The area numbed up quickly and they extracted a tissue sample and inserted a titanium marker in its place as a permanent souvenir of my visit to the Breast Care Center. As for the tissue sample, they put it in what the nurse described as “our Suzy Bake Oven” to make sure they had enough and wouldn’t need to go in for more. Once they took a few more photos of my traitorous appendage, I was unclamped and wheeled away from the machine.

And now the second young doctor was mashing down my boob with both of his hands…hard.

“I have to do this for the next ten minutes,” he said apologetically, “It will stop the bleeding.”

“OK,” I said and I turned my head away to look at the clock. Making eye contact in such a situation did not quite seem the thing to do. The horrible thought suddenly crossed my mind that the two young doctors who had worked on me that morning, from Asia and India, might easily be one of the many international students who pass through my office on a daily basis for a travel signature or a program extension.

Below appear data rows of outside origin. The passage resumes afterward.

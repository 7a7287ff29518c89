//! Core concurrency components
//!
//! This module contains the shared-state primitives:
//! - `traits` - Trait abstractions for interchangeable implementations
//! - `balance` - Check-then-act balance arithmetic shared by the lock-based components
//! - `interrupt` - Deadlines and cancellable lock acquisition
//! - `exclusive` - Withdraw and deposit under the account's exclusive lock
//! - `lock_free` - CAS retry loops over atomic integers
//! - `optimistic` - Versioned and timestamped optimistic updates
//! - `fair` - Fair-queuing and timeout policies for withdraw
//! - `handoff` - Bounded producer/consumer queues
//! - `rw_store` - Reader-writer value with an arbitration policy
//! - `guarded` - Guarded suspension slot
//! - `ledger` - Concurrent account registry
//! - `async` - Async facade for batches of transfers

pub mod r#async;
pub mod balance;
pub mod exclusive;
pub mod fair;
pub mod guarded;
pub mod handoff;
pub mod interrupt;
pub mod ledger;
pub mod lock_free;
pub mod optimistic;
pub mod rw_store;
pub mod traits;

pub use exclusive::ExclusiveWithdraw;
pub use fair::{FairOrTimeoutWithdraw, MissedAttempt, WithdrawPolicy};
pub use guarded::GuardedSlot;
pub use handoff::{create_queue, BoundedHandoffQueue, ChannelHandoffQueue};
pub use ledger::Ledger;
pub use lock_free::{AtomicBalance, CasCounter};
pub use optimistic::{
    OptimisticCell, Stamp, Stamped, TimestampedEntity, Version, VersionedEntity, WallClock,
};
pub use r#async::{TransferBatch, TransferRequest, TransferResult};
pub use rw_store::{ReadWriteStore, RwPolicy, StoreStats};
pub use traits::{ById, HandoffQueue, LockOrder, Withdraw};
//! Concurrency property tests
//!
//! These tests drive the public API from many threads at once and check the
//! invariants that must hold for every interleaving:
//! - No lost updates and no negative balances under concurrent withdraws
//! - No deadlock for ordered transfers over many accounts
//! - Conservation of the total balance under concurrent transfers
//! - Queue occupancy stays within `0..=capacity`, and FIFO order holds
//! - CAS increments are never lost
//! - Exactly one of two racing optimistic updates wins
//!
//! Each transfer property is run once per strategy.

#[cfg(test)]
mod tests {
    use rand::Rng;
    use rstest::rstest;
    use rust_concurrent_ledger::config::{LedgerConfig, LockConfig, QueueKind, TransferStrategyKind};
    use rust_concurrent_ledger::core::handoff::create_queue;
    use rust_concurrent_ledger::core::optimistic::Version;
    use rust_concurrent_ledger::core::{
        AtomicBalance, CasCounter, ExclusiveWithdraw, FairOrTimeoutWithdraw, Ledger,
        VersionedEntity, Withdraw, WithdrawPolicy,
    };
    use rust_concurrent_ledger::strategy::create_strategy;
    use rust_concurrent_ledger::types::{Account, Outcome};
    use rust_decimal::Decimal;
    use std::sync::atomic::{AtomicBool, Ordering};
    use std::sync::Barrier;
    use std::thread;
    use std::time::Duration;
    use tokio_util::sync::CancellationToken;

    const THREADS: usize = 8;

    /// Upper bound for runs that must finish; exceeding it means a deadlock
    const LIVENESS_BOUND: Duration = Duration::from_secs(30);

    fn fast_config() -> LedgerConfig {
        let mut config = LedgerConfig::default();
        config.lock = LockConfig {
            poll_interval_ms: 1,
            lock_timeout_ms: 50,
        };
        config
    }

    fn strategy_config(kind: TransferStrategyKind) -> LedgerConfig {
        let mut config = fast_config();
        config.transfer.strategy = kind;
        config
    }

    /// Run `work` on a helper thread and fail if it does not finish in time
    fn within_bound<F>(work: F)
    where
        F: FnOnce() + Send + 'static,
    {
        let (done, finished) = crossbeam_channel::bounded(1);
        let runner = thread::spawn(move || {
            work();
            let _ = done.send(());
        });
        finished
            .recv_timeout(LIVENESS_BOUND)
            .expect("run did not complete in time, likely deadlocked");
        runner.join().expect("worker panicked");
    }

    /// Withdraw random amounts from one account on every thread and return
    /// the sum of the amounts that succeeded
    fn hammer_withdraws<F>(withdraw: F) -> Decimal
    where
        F: Fn(Decimal) -> Outcome + Sync,
    {
        thread::scope(|scope| {
            let handles: Vec<_> = (0..THREADS)
                .map(|_| {
                    scope.spawn(|| {
                        let mut rng = rand::thread_rng();
                        let mut succeeded = Decimal::ZERO;
                        for _ in 0..200 {
                            let amount = Decimal::from(rng.gen_range(1..=9));
                            if withdraw(amount).is_success() {
                                succeeded += amount;
                            }
                        }
                        succeeded
                    })
                })
                .collect();
            handles.into_iter().map(|h| h.join().unwrap()).sum()
        })
    }

    #[test]
    fn test_exclusive_withdraws_lose_no_updates() {
        let initial = Decimal::from(5_000);
        let account = Account::new(1, "shared", initial);
        let withdraw = ExclusiveWithdraw::default();

        let succeeded = hammer_withdraws(|amount| withdraw.withdraw(&account, amount).unwrap());

        assert_eq!(account.balance(), initial - succeeded);
        assert!(account.balance() >= Decimal::ZERO);
    }

    #[test]
    fn test_atomic_withdraws_lose_no_updates() {
        let initial = Decimal::from(5_000);
        let balance = AtomicBalance::new(1, initial).unwrap();

        let succeeded = hammer_withdraws(|amount| balance.withdraw(amount).unwrap());

        assert_eq!(balance.balance(), initial - succeeded);
        assert!(balance.balance() >= Decimal::ZERO);
    }

    #[rstest]
    #[case::exclusive(Box::new(ExclusiveWithdraw::default()))]
    #[case::fair(Box::new(FairOrTimeoutWithdraw::new(
        WithdrawPolicy::fair(),
        &LockConfig::default(),
    )))]
    #[case::fair_with_timeout(Box::new(FairOrTimeoutWithdraw::new(
        WithdrawPolicy::fair_with_timeout(Duration::from_secs(10)),
        &LockConfig::default(),
    )))]
    fn test_withdraw_policies_never_overdraw(#[case] withdraw: Box<dyn Withdraw>) {
        let initial = Decimal::from(300);
        let account = Account::new(1, "shared", initial);
        let cancel = CancellationToken::new();

        let succeeded = hammer_withdraws(|amount| {
            withdraw
                .withdraw_interruptibly(&account, amount, &cancel)
                .unwrap()
        });

        assert_eq!(account.balance(), initial - succeeded);
        assert!(account.balance() >= Decimal::ZERO);
    }

    #[test]
    fn test_two_withdrawals_of_sixty_from_hundred() {
        for _ in 0..100 {
            let account = Account::new(1, "alice", Decimal::from(100));
            let withdraw = ExclusiveWithdraw::default();
            let start = Barrier::new(2);

            let outcomes: Vec<Outcome> = thread::scope(|scope| {
                let handles: Vec<_> = (0..2)
                    .map(|_| {
                        scope.spawn(|| {
                            start.wait();
                            withdraw.withdraw(&account, Decimal::from(60)).unwrap()
                        })
                    })
                    .collect();
                handles.into_iter().map(|h| h.join().unwrap()).collect()
            });

            assert!(outcomes.contains(&Outcome::Success));
            assert!(outcomes.contains(&Outcome::InsufficientFunds));
            assert_eq!(account.balance(), Decimal::from(40));
        }
    }

    #[test]
    fn test_ordered_transfers_complete_without_deadlock() {
        const ACCOUNTS: usize = 10;
        let ledger = Ledger::new();
        let accounts: Vec<_> = (0..ACCOUNTS)
            .map(|n| ledger.open(format!("acct-{n}"), Decimal::from(1_000)).unwrap())
            .collect();
        let config = strategy_config(TransferStrategyKind::GlobalOrder);
        let strategy = create_strategy(&config).unwrap();

        within_bound(move || {
            thread::scope(|scope| {
                for _ in 0..THREADS {
                    let accounts = &accounts;
                    let strategy = &strategy;
                    scope.spawn(move || {
                        let mut rng = rand::thread_rng();
                        let cancel = CancellationToken::new();
                        for _ in 0..500 {
                            let from = rng.gen_range(0..ACCOUNTS);
                            let to = (from + rng.gen_range(1..ACCOUNTS)) % ACCOUNTS;
                            let amount = Decimal::from(rng.gen_range(1..=50));
                            strategy
                                .transfer(&accounts[from], &accounts[to], amount, &cancel)
                                .unwrap();
                        }
                    });
                }
            });
        });

        assert_eq!(ledger.total_balance(), Decimal::from(10_000));
    }

    #[rstest]
    #[case::timeout(TransferStrategyKind::Timeout)]
    #[case::global_order(TransferStrategyKind::GlobalOrder)]
    #[case::serialized_owner(TransferStrategyKind::SerializedOwner)]
    #[case::backoff(TransferStrategyKind::Backoff)]
    fn test_transfers_conserve_total(#[case] kind: TransferStrategyKind) {
        const ACCOUNTS: usize = 4;
        let ledger = Ledger::new();
        let accounts: Vec<_> = (0..ACCOUNTS)
            .map(|n| ledger.open(format!("acct-{n}"), Decimal::from(500)).unwrap())
            .collect();
        let strategy = create_strategy(&strategy_config(kind)).unwrap();
        let initial = ledger.total_balance();

        thread::scope(|scope| {
            for worker in 0..THREADS {
                let accounts = &accounts;
                let strategy = &strategy;
                scope.spawn(move || {
                    let cancel = CancellationToken::new();
                    for round in 0..100 {
                        // Neighbouring workers deliberately run opposite directions.
                        let from = (worker + round) % ACCOUNTS;
                        let to = if worker % 2 == 0 {
                            (from + 1) % ACCOUNTS
                        } else {
                            (from + ACCOUNTS - 1) % ACCOUNTS
                        };
                        strategy
                            .transfer(&accounts[from], &accounts[to], Decimal::from(7), &cancel)
                            .unwrap();
                    }
                });
            }
        });

        assert_eq!(ledger.total_balance(), initial);
        assert!(ledger
            .snapshots()
            .iter()
            .all(|snapshot| snapshot.balance >= Decimal::ZERO));
    }

    #[rstest]
    #[case::monitor(QueueKind::Monitor)]
    #[case::channel(QueueKind::Channel)]
    fn test_queue_occupancy_stays_in_bounds(#[case] kind: QueueKind) {
        const CAPACITY: usize = 5;
        const PER_PRODUCER: u64 = 500;
        let mut config = fast_config();
        config.queue.capacity = CAPACITY;
        config.queue.kind = kind;
        let queue = create_queue::<u64>(&config).unwrap();
        let cancel = CancellationToken::new();
        let producing = AtomicBool::new(true);

        let consumed: u64 = thread::scope(|scope| {
            let queue = queue.as_ref();
            let cancel = &cancel;
            let producing = &producing;

            scope.spawn(move || {
                while producing.load(Ordering::Acquire) {
                    let len = queue.len();
                    assert!(len <= CAPACITY, "queue held {len} items");
                    thread::yield_now();
                }
            });

            let producers: Vec<_> = (0..4u64)
                .map(|p| {
                    scope.spawn(move || {
                        for n in 0..PER_PRODUCER {
                            queue.put(p * PER_PRODUCER + n, cancel).unwrap();
                        }
                    })
                })
                .collect();
            let consumers: Vec<_> = (0..4)
                .map(|_| {
                    scope.spawn(move || {
                        (0..PER_PRODUCER)
                            .map(|_| queue.take(cancel).unwrap())
                            .sum::<u64>()
                    })
                })
                .collect();

            for producer in producers {
                producer.join().unwrap();
            }
            let consumed = consumers.into_iter().map(|c| c.join().unwrap()).sum();
            producing.store(false, Ordering::Release);
            consumed
        });

        let total = 4 * PER_PRODUCER;
        assert_eq!(consumed, total * (total - 1) / 2);
        assert!(queue.is_empty());
    }

    #[rstest]
    #[case::monitor(QueueKind::Monitor)]
    #[case::channel(QueueKind::Channel)]
    fn test_single_producer_single_consumer_order(#[case] kind: QueueKind) {
        let mut config = fast_config();
        config.queue.capacity = 2;
        config.queue.kind = kind;
        let queue = create_queue::<u32>(&config).unwrap();
        let cancel = CancellationToken::new();

        let received: Vec<u32> = thread::scope(|scope| {
            scope.spawn(|| {
                for item in 0..1_000 {
                    queue.put(item, &cancel).unwrap();
                }
            });
            (0..1_000).map(|_| queue.take(&cancel).unwrap()).collect()
        });

        assert_eq!(received, (0..1_000).collect::<Vec<_>>());
    }

    #[test]
    fn test_concurrent_increments_reach_exact_total() {
        let counter = CasCounter::new(-17);

        thread::scope(|scope| {
            for _ in 0..THREADS {
                scope.spawn(|| {
                    for _ in 0..10_000 {
                        counter.increment();
                    }
                });
            }
        });

        assert_eq!(counter.get(), -17 + (THREADS as i64) * 10_000);
    }

    #[test]
    fn test_racing_versioned_updates_one_conflicts() {
        for _ in 0..200 {
            let entity = VersionedEntity::new(1, String::from("v0"));
            assert_eq!(entity.update(Version(0), String::from("v1")), Outcome::Success);
            let start = Barrier::new(2);

            let outcomes: Vec<Outcome> = thread::scope(|scope| {
                let handles: Vec<_> = ["left", "right"]
                    .into_iter()
                    .map(|writer| {
                        let entity = &entity;
                        let start = &start;
                        scope.spawn(move || {
                            let expected = entity.stamp();
                            start.wait();
                            entity.update(expected, writer.to_string())
                        })
                    })
                    .collect();
                handles.into_iter().map(|h| h.join().unwrap()).collect()
            });

            assert_eq!(
                outcomes.iter().filter(|o| **o == Outcome::Success).count(),
                1
            );
            assert_eq!(
                outcomes.iter().filter(|o| **o == Outcome::Conflict).count(),
                1
            );
            assert_eq!(entity.stamp(), Version(2));
        }
    }
    #[rstest]
    #[case::exclusive(Box::new(ExclusiveWithdraw::default()))]
    #[case::fair(Box::new(FairOrTimeoutWithdraw::new(
        WithdrawPolicy::fair(),
        &LockConfig::default(),
    )))]
    fn test_interrupted_withdraw_leaves_balance(#[case] withdraw: Box<dyn Withdraw>) {
        let account = Account::new(1, "held", Decimal::from(50));
        let cancel = CancellationToken::new();

        let outcome = {
            let _held = account.lock();
            thread::scope(|scope| {
                let waiter = scope.spawn(|| {
                    withdraw.withdraw_interruptibly(&account, Decimal::from(10), &cancel)
                });
                thread::sleep(Duration::from_millis(30));
                cancel.cancel();
                waiter.join().unwrap()
            })
        };

        assert_eq!(outcome, Ok(Outcome::Interrupted));
        assert_eq!(account.balance(), Decimal::from(50));
    }

    #[test]
    fn test_global_ledger_is_shared() {
        let first = Ledger::global();
        let second = Ledger::global();
        let opened = first.open("global-shared", Decimal::from(3)).unwrap();

        let seen = thread::spawn(move || second.get(opened.id()).map(|a| a.balance()))
            .join()
            .unwrap();

        assert_eq!(seen, Ok(Decimal::from(3)));
    }
}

I see so many students that it is impossible to remember all of their faces or names. Maybe I helped this young man file for work authorization so that he could be legally permitted to be here pinning down my boob as if it were going to run away. This thought – like so many of the other thoughts that had been racing through my head for the last couple of weeks – had to be shoved away just as quickly as it reared its ugly head.

After the ten minutes were up, I was bandaged and the nurses gave me my post-procedure instructions. It had seemed like an eternity, but the entire procedure was over in less than an hour.

“You’re heading straight home now, right?” one of them asked.

“I was planning to go to work, actually,” I answered.

“No, honey,” the nurse shook her head, “You’re not going to work. You’ve been through a lot and you’re going to be exhausted. Go home, get into pajamas, take some Tylenol and watch a movie.”

And so I did.

Related post: On Mortality, Banality, and Boobs, Part 1

On Mortality, Banality, and Boobs, Part I

I can’t stand suspense…not in movies or books, not in sporting events, and certainly not in real life. The past couple of weeks have been one long, suspenseful nightmare because I thought I might have cancer. Let me tell you right upfront that I do not.

It all began with a callback mammogram. I got a letter in the mail explaining that it was sometimes difficult for mammograms to produce clear images for people with “dense breast tissue.” Dense breast tissue — hunh?! After nursing three babies, more like droopy, flaccid hackysacks that have lost all their stuffing. But – whatever.

This was not my first rodeo. I had been called back for a second mammogram once before so I knew what to expect. I knew I would be in for a torture session that would somehow manage to be simultaneously futuristic and medieval. I would be asked to mash the side of my face against the plastic and metal of a mammogram machine. I would be made to sling my arm around it as if in a lover’s embrace. A stranger (a lovely and kind nurse, but a stranger nonetheless), would pat and squash and arrange my breast as casually as if she were making a biscuit…if making biscuits also involved mashing the dough impossibly thin between two cold, hard plates. I would endure the torture with stoicism, wincing only when I simply couldn’t bear it.

“Too tight?” the nurse would ask as she turned a knob that would cause the boob vise to clamp down ever tighter.

“Yes,” I’d gasp.

She would loosen the crank a touch, but then with a cruel, deft flick of her wrist, she would tighten it right back to its original position.

“I saw that!” I would think bitterly each time it happened.

Never mind. It would all be over soon enough. I’d receive my benediction and be dismissed to go on with the rest of my life. Only this time I wasn’t.

I knew something was up when the nurse escorted me to a back room I’d never seen before and told me that a doctor would come talk with me soon. I was pretty sure she was trying to avoid making eye contact with me. The doctor spoke to me in gentle, soothing tones. She told me that there were “areas of concern” that would need to be further examined. I would be scheduled for a needle biopsy. Once the pathology report was back, if there was evidence of cancer, we would discuss my treatment options.